Si te fue mal en la vida, si perdiste todo, si no tenés a nadie, si necesitas un techo, podes ranchar en “El Refugio de Tía Jana”, pero es necesario que el Estado asuma compromisos.

Funciona hace 19 años y es sostenido por “Tía Jana”, Ana María Samabrano (70) y su Familia. Según su responsable, se trata del único lugar para personas en situación de calle en la provincia. Las más de las veces sus moradores llegan tras haber pasado por instituciones del Estado, como el hogar de niñxs, el hospital o la cárcel y permanecen allí hasta conseguir un techo. Funciona en el predio del ex Hospital Presidente Plaza, más precisamente donde fuera Pabellón de Pediatría.

Hasta el momento el espacio se sostiene en base a un tejido solidario familiar y social, “haciendo lo que se puede”, con escasa participación del estado. Pero ante el deterioro de la economía y el avance del ajuste en materia de asignaciones y políticas de contención, urge que el estado tenga iniciativas directas para con el lugar. El hogar es de paso, pero la tendencia es sumar usuarios que no tienen a donde más ir. En este momento residen en 16 personas y ni la viejas instalaciones, ni los recursos dan abasto.

EL TALA visitó el refugio tras enterarse de una colecta de frazadas. El mensaje que hacía alusión a la mism era de Mauricio Uría (40), el hijo «Tía Jana», quien hoy por hoy es el responsable del funcionamiento del lugar, junto a lo mismos residentes. Por él fuimos invitados a pasar a conocer las instalaciones.

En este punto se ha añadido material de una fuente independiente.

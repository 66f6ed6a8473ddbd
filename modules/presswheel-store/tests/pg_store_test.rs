//! Integration tests for PgStore.
//! Requires a Postgres instance. Set DATABASE_TEST_URL or these tests are skipped.

use chrono::{Duration, Utc};
use presswheel_common::{NewArtifact, TopicLock, WheelState};
use presswheel_store::{ArtifactStore, PgStore, TopicLockStore, WheelStore};
use sqlx::PgPool;

/// Get a migrated store on a clean database, or skip if no test DB is available.
async fn test_store() -> Option<PgStore> {
    let url = std::env::var("DATABASE_TEST_URL").ok()?;
    let pool = PgPool::connect(&url).await.ok()?;
    let store = PgStore::new(pool);
    store.migrate().await.ok()?;

    // Clean slate for each test
    sqlx::query("TRUNCATE wheel_state, topic_locks, artifacts")
        .execute(store.pool())
        .await
        .ok()?;

    Some(store)
}

fn wheel(idx: usize, brands: &[&str]) -> WheelState {
    WheelState {
        last_brand_index: idx,
        last_run_at: Utc::now(),
        brands_order: brands.iter().map(|b| b.to_string()).collect(),
    }
}

fn artifact(id: &str, published: bool, age: Duration) -> NewArtifact {
    NewArtifact {
        id: id.to_string(),
        brand: "A".into(),
        title: format!("Title {id}"),
        body: "body".into(),
        topic_hash: format!("hash-{id}"),
        confidence: 92,
        embedding: Some(vec![0.1, 0.2, 0.3]),
        published,
        created_at: Utc::now() - age,
    }
}

#[tokio::test]
async fn wheel_state_round_trip_with_cas() {
    let Some(store) = test_store().await else {
        return;
    };

    assert!(store.load_wheel().await.unwrap().is_none());
    assert!(store.save_wheel(&wheel(2, &["A", "B", "C"]), None).await.unwrap());
    assert!(!store.save_wheel(&wheel(0, &["A", "B", "C"]), None).await.unwrap());

    let loaded = store.load_wheel().await.unwrap().unwrap();
    assert_eq!(loaded.state.last_brand_index, 2);
    assert_eq!(loaded.state.brands_order, vec!["A", "B", "C"]);

    assert!(store
        .save_wheel(&wheel(0, &["A", "B", "C"]), Some(loaded.version))
        .await
        .unwrap());
    // Stale version: another run already advanced the cursor.
    assert!(!store
        .save_wheel(&wheel(1, &["A", "B", "C"]), Some(loaded.version))
        .await
        .unwrap());
    assert_eq!(store.load_wheel().await.unwrap().unwrap().state.last_brand_index, 0);
}

#[tokio::test]
async fn topic_lock_is_exclusive_within_window() {
    let Some(store) = test_store().await else {
        return;
    };
    let now = Utc::now();
    let cutoff = (now - Duration::days(2)).date_naive();

    assert!(store.find_active_lock("h1", cutoff).await.unwrap().is_none());
    assert!(store
        .create_lock(&TopicLock::new("h1", "art-1", now), cutoff)
        .await
        .unwrap());
    assert!(!store
        .create_lock(&TopicLock::new("h1", "art-2", now), cutoff)
        .await
        .unwrap());

    let lock = store.find_active_lock("h1", cutoff).await.unwrap().unwrap();
    assert_eq!(lock.artifact_id, "art-1");
}

#[tokio::test]
async fn expired_lock_does_not_block() {
    let Some(store) = test_store().await else {
        return;
    };
    let now = Utc::now();
    let cutoff = (now - Duration::days(2)).date_naive();

    assert!(store
        .create_lock(&TopicLock::new("h2", "old", now - Duration::days(5)), cutoff)
        .await
        .unwrap());
    assert!(store.find_active_lock("h2", cutoff).await.unwrap().is_none());
    assert!(store
        .create_lock(&TopicLock::new("h2", "new", now), cutoff)
        .await
        .unwrap());
}

#[tokio::test]
async fn recent_artifacts_window_order_and_unpublish() {
    let Some(store) = test_store().await else {
        return;
    };

    store.insert_artifact(&artifact("old", true, Duration::days(4))).await.unwrap();
    store.insert_artifact(&artifact("a", true, Duration::hours(3))).await.unwrap();
    store.insert_artifact(&artifact("b", false, Duration::hours(2))).await.unwrap();
    store.insert_artifact(&artifact("c", true, Duration::hours(1))).await.unwrap();

    let since = Utc::now() - Duration::days(2);
    let all = store.recent_artifacts(since, 100, false).await.unwrap();
    let ids: Vec<_> = all.iter().map(|a| a.id.as_str()).collect();
    assert_eq!(ids, vec!["c", "b", "a"]);
    assert_eq!(all[0].embedding.as_deref(), Some(&[0.1f32, 0.2, 0.3][..]));

    let published = store.recent_artifacts(since, 100, true).await.unwrap();
    assert_eq!(published.len(), 2);

    let changed = store.unpublish(&["a".to_string(), "b".to_string()]).await.unwrap();
    assert_eq!(changed, 1);
    let published = store.recent_artifacts(since, 100, true).await.unwrap();
    assert_eq!(published.len(), 1);
    assert_eq!(published[0].id, "c");
}

#[tokio::test]
async fn concurrent_locks_on_adjacent_dates_admit_one() {
    let Some(store) = test_store().await else {
        return;
    };
    let now = Utc::now();
    let yesterday = now - Duration::days(1);
    let cutoff = (now - Duration::days(2)).date_naive();

    for round in 0..10 {
        let hash = format!("straddle-{round}");
        let late = TopicLock::new(hash.as_str(), "run-late", now);
        let early = TopicLock::new(hash.as_str(), "run-early", yesterday);

        let (a, b) = tokio::join!(
            store.create_lock(&late, cutoff),
            store.create_lock(&early, cutoff)
        );
        let written = [a.unwrap(), b.unwrap()];
        assert_eq!(
            written.iter().filter(|w| **w).count(),
            1,
            "exactly one writer may lock {hash}"
        );
    }
}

El lugar es bastante oscuro, los muebles, la pintura y los enseres domésticos están desgastados o rotos, pero persiste el orden y la limpieza. En el comedor uno de los residentes toma la merienda mientras mira tele, otro se encuentra limpiado una de las habitaciones. El desgaste por el funcionamiento se nota mucho, sobre todo en los baños, donde los arreglos son precarios y aún funciona un sistema de letrina que ya está colapsado.

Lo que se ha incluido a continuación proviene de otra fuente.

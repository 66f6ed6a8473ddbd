use std::path::PathBuf;

use anyhow::{Context, Result};
use async_trait::async_trait;
use tracing::info;

use presswheel_common::BrandGroup;

use crate::traits::ClusterSupply;

/// Reads the ordered brand groups the upstream clustering job wrote as JSON.
pub struct JsonFileSupply {
    path: PathBuf,
}

impl JsonFileSupply {
    pub fn new(path: impl Into<PathBuf>) -> Self {
        Self { path: path.into() }
    }
}

#[async_trait]
impl ClusterSupply for JsonFileSupply {
    async fn brand_groups(&self) -> Result<Vec<BrandGroup>> {
        let raw = tokio::fs::read_to_string(&self.path)
            .await
            .with_context(|| format!("reading cluster supply {}", self.path.display()))?;
        let groups: Vec<BrandGroup> = serde_json::from_str(&raw)
            .with_context(|| format!("parsing cluster supply {}", self.path.display()))?;

        let clusters: usize = groups.iter().map(|g| g.clusters.len()).sum();
        info!(brands = groups.len(), clusters, "Cluster supply loaded");
        Ok(groups)
    }
}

Con orgullo, Mauricio nos cuenta de la obra de su madre y también del ejemplo que tomó de ella desde niño. Según nos cuenta, el espíritu del refugio está vinculado a la caridad y la compasión que su madre profesa desde muy joven. “Mi madre es una mujer con mucha fe religiosa y con mucha compasión, jamás dejó de amparar a quien lo necesitara, bajo ningún pretexto”, comenta. Nos cuenta también, que de la enseñanza de su madre en el refugio viene su militancia social, ya que hoy milita y es un referente provincial de Barrios de Pie, cuya sede es la “Casa de Wenseslao”, la cual está ubicada justamente al lado del hogar.

Las necesidades son muchas y crecientes, edilicias, de asistencia en salud y hasta de abrigos. Según nos comenta el hijo de Tia Jana, desde hace tres meses la provincia les ayuda con algunos módulos alimentarios, pero el lugar se sostiene básicamente de la solidaridad del pueblo. La cuestión es que la situación social está empeorando.

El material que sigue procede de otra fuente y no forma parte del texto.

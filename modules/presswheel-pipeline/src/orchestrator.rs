use std::collections::HashMap;
use std::sync::Arc;

use chrono::{DateTime, NaiveDate, Utc};
use tracing::{info, warn};
use uuid::Uuid;

use presswheel_common::{
    BrandGroup, ClusterData, NewArtifact, PressWheelError, TopicLock, Tunables,
};
use presswheel_store::{ArtifactStore, TopicLockStore, WheelStore};

use crate::budget::RunBudget;
use crate::dedup::{check_topic_lock, lock_cutoff, LockStatus, RecentHistory};
use crate::gate;
use crate::traits::{ArticleGenerator, ClusterSupply};
use crate::types::{PickOutcome, PickRecord, RunStats, SkipReason};
use crate::wheel::{FairnessWheel, WheelPick, WheelPlan};

/// Everything a run talks to.
pub struct PipelineDeps {
    pub wheel: Arc<dyn WheelStore>,
    pub locks: Arc<dyn TopicLockStore>,
    pub artifacts: Arc<dyn ArtifactStore>,
    pub supply: Arc<dyn ClusterSupply>,
    pub generator: Arc<dyn ArticleGenerator>,
}

impl PipelineDeps {
    /// All three storage seams served by one store.
    pub fn from_store<S>(
        store: Arc<S>,
        supply: Arc<dyn ClusterSupply>,
        generator: Arc<dyn ArticleGenerator>,
    ) -> Self
    where
        S: WheelStore + TopicLockStore + ArtifactStore + 'static,
    {
        Self {
            wheel: store.clone(),
            locks: store.clone(),
            artifacts: store,
            supply,
            generator,
        }
    }
}

/// Per-run scratch state that is never persisted.
struct RunContext {
    today: NaiveDate,
    lock_cutoff: NaiveDate,
    history: RecentHistory,
    /// Topic hashes admitted this run, with the artifact they produced.
    admitted_hashes: HashMap<String, String>,
}

/// One invocation: resume wheel, admit what passes, commit cursor.
pub struct Orchestrator {
    deps: PipelineDeps,
    tunables: Tunables,
}

impl Orchestrator {
    pub fn new(deps: PipelineDeps, tunables: Tunables) -> Self {
        Self { deps, tunables }
    }

    /// Run once under `budget`. The wheel cursor is committed before
    /// returning whenever a plan was made, including early stops and errors.
    pub async fn run(&self, budget: &RunBudget) -> Result<RunStats, PressWheelError> {
        let now = Utc::now();

        let groups = self
            .deps
            .supply
            .brand_groups()
            .await
            .map_err(PressWheelError::supply)?;

        let previous = self
            .deps
            .wheel
            .load_wheel()
            .await
            .map_err(|e| PressWheelError::persistence("loading wheel state", e))?;

        let plan = FairnessWheel::new(self.tunables.max_articles_per_brand).plan(
            &groups,
            previous.as_ref().map(|w| &w.state),
            self.tunables.target_count,
            now,
        );

        let mut stats = RunStats {
            scheduled: plan.picks.len() as u64,
            supply_exhausted: plan.exhausted,
            ..Default::default()
        };

        let result = self.process(&groups, &plan, budget, now, &mut stats).await;

        // Always commit, even when processing failed part-way.
        match self.commit(&plan, previous.map(|w| w.version)).await {
            Ok(committed) => stats.cursor_committed = committed,
            Err(e) if result.is_err() => {
                warn!(error = %e, "Failed to commit wheel cursor after run failure");
            }
            Err(e) => return Err(e),
        }
        result?;

        info!("Run complete. {stats}");
        Ok(stats)
    }

    async fn process(
        &self,
        groups: &[BrandGroup],
        plan: &WheelPlan,
        budget: &RunBudget,
        now: DateTime<Utc>,
        stats: &mut RunStats,
    ) -> Result<(), PressWheelError> {
        let t = &self.tunables;
        let today = now.date_naive();
        let history = RecentHistory::load(
            self.deps.artifacts.as_ref(),
            now,
            t.title_similarity_window_days,
            t.title_similarity_scan_limit,
        )
        .await
        .map_err(|e| PressWheelError::persistence("loading recent artifacts", e))?;

        let mut ctx = RunContext {
            today,
            lock_cutoff: lock_cutoff(today, t.topic_lock_window_days),
            history,
            admitted_hashes: HashMap::new(),
        };

        for pick in &plan.picks {
            if !budget.has_room() {
                stats.stopped_by_budget = true;
                info!(
                    remaining_secs = budget.remaining().as_secs(),
                    processed = stats.picks.len(),
                    "Budget nearly exhausted, stopping early"
                );
                break;
            }

            let cluster = &groups[pick.brand_index].clusters[pick.cluster_index];
            let outcome = self.process_pick(pick, cluster, &mut ctx, stats).await?;

            match &outcome {
                PickOutcome::Admitted { artifact_id } => {
                    stats.admitted += 1;
                    info!(
                        brand = pick.brand.as_str(),
                        round = pick.round,
                        artifact_id = artifact_id.as_str(),
                        "Artifact admitted"
                    );
                }
                PickOutcome::Skipped(reason) => {
                    stats.record_skip(reason);
                    info!(
                        brand = pick.brand.as_str(),
                        round = pick.round,
                        headline = cluster.headline(),
                        reason = %reason,
                        "Pick skipped"
                    );
                }
            }

            stats.picks.push(PickRecord {
                brand: pick.brand.clone(),
                cluster_index: pick.cluster_index,
                round: pick.round,
                outcome,
            });
        }

        Ok(())
    }

    async fn process_pick(
        &self,
        pick: &WheelPick,
        cluster: &ClusterData,
        ctx: &mut RunContext,
        stats: &mut RunStats,
    ) -> Result<PickOutcome, PressWheelError> {
        let t = &self.tunables;
        let topic_hash = cluster.topic_hash();

        // --- Duplicate checks, both required to pass ---

        if let Some(artifact_id) = ctx.admitted_hashes.get(&topic_hash) {
            return Ok(PickOutcome::Skipped(SkipReason::TopicLocked {
                artifact_id: artifact_id.clone(),
            }));
        }

        let status = check_topic_lock(
            self.deps.locks.as_ref(),
            &topic_hash,
            t.topic_lock_window_days,
            ctx.today,
        )
        .await
        .map_err(|e| PressWheelError::persistence("checking topic lock", e))?;
        if let LockStatus::Locked { artifact_id } = status {
            return Ok(PickOutcome::Skipped(SkipReason::TopicLocked { artifact_id }));
        }

        let headline = cluster.headline();
        if !headline.trim().is_empty() {
            if let Some(m) = ctx
                .history
                .find_similar_title(headline, t.title_similarity_threshold)
            {
                return Ok(PickOutcome::Skipped(SkipReason::SimilarTitle {
                    artifact_id: m.artifact_id,
                    similarity: m.similarity,
                }));
            }
        }

        // --- Generation ---

        stats.attempted += 1;
        let generated = match self.deps.generator.generate(&pick.brand, cluster).await {
            Ok(g) if g.confidence_in_range() => g,
            Ok(g) => {
                warn!(
                    brand = pick.brand.as_str(),
                    confidence = g.confidence,
                    "Generator returned confidence out of range"
                );
                return Ok(PickOutcome::Skipped(SkipReason::GenerationFailed));
            }
            Err(e) => {
                warn!(brand = pick.brand.as_str(), error = %e, "Generation failed");
                return Ok(PickOutcome::Skipped(SkipReason::GenerationFailed));
            }
        };

        // --- Admission gate ---

        let outcome = gate::evaluate(&generated.quality, generated.confidence);
        info!(
            brand = pick.brand.as_str(),
            confidence = generated.confidence,
            verdict = ?outcome.verdict,
            reason = %outcome.reason,
            "Gate decision"
        );
        if !outcome.is_accept() {
            return Ok(PickOutcome::Skipped(SkipReason::Gate(outcome.reason)));
        }

        // --- Admit: lock first, then catalog ---

        let created_at = Utc::now();
        let artifact_id = Uuid::new_v4().to_string();
        let lock = TopicLock::new(topic_hash.clone(), artifact_id.clone(), created_at);

        let locked = self
            .deps
            .locks
            .create_lock(&lock, ctx.lock_cutoff)
            .await
            .map_err(|e| PressWheelError::persistence("creating topic lock", e))?;
        if !locked {
            return Ok(PickOutcome::Skipped(SkipReason::LockRace));
        }

        let artifact = NewArtifact {
            id: artifact_id.clone(),
            brand: pick.brand.clone(),
            title: generated.title,
            body: generated.body,
            topic_hash: topic_hash.clone(),
            confidence: generated.confidence,
            embedding: generated.embedding,
            published: true,
            created_at,
        };
        self.deps
            .artifacts
            .insert_artifact(&artifact)
            .await
            .map_err(|e| PressWheelError::persistence("inserting artifact", e))?;

        ctx.history.record(artifact.as_recent());
        ctx.admitted_hashes.insert(topic_hash, artifact_id.clone());

        Ok(PickOutcome::Admitted { artifact_id })
    }

    /// Conditionally persist the cursor the plan computed.
    /// Returns false when there was nothing to write or another run got there first.
    async fn commit(
        &self,
        plan: &WheelPlan,
        expected_version: Option<i64>,
    ) -> Result<bool, PressWheelError> {
        let Some(state) = &plan.next_state else {
            return Ok(false);
        };

        let written = self
            .deps
            .wheel
            .save_wheel(state, expected_version)
            .await
            .map_err(|e| PressWheelError::persistence("saving wheel state", e))?;

        if written {
            info!(
                last_brand_index = state.last_brand_index,
                brands = state.brands_order.len(),
                "Wheel cursor committed"
            );
        } else {
            warn!(
                last_brand_index = state.last_brand_index,
                ?expected_version,
                "Wheel cursor changed by another run, not overwriting"
            );
        }
        Ok(written)
    }
}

“A quienes tienen más dificultad en encontrar un lugar para vivir y sostenerse tratamos de buscarle alguna salida mediante asignaciones del estado, sea una pensión o un plan, pero en momentos de ajuste como estos se hace muy difícil”, cometa Mauricio. “Nos gustaría tener mayor contención del estado, aunque sabemos lo difícil que es en este contexto” remarca. “Pese a esto creo que se pueden hacer las cosa bien, solo hace falta voluntad”, finaliza.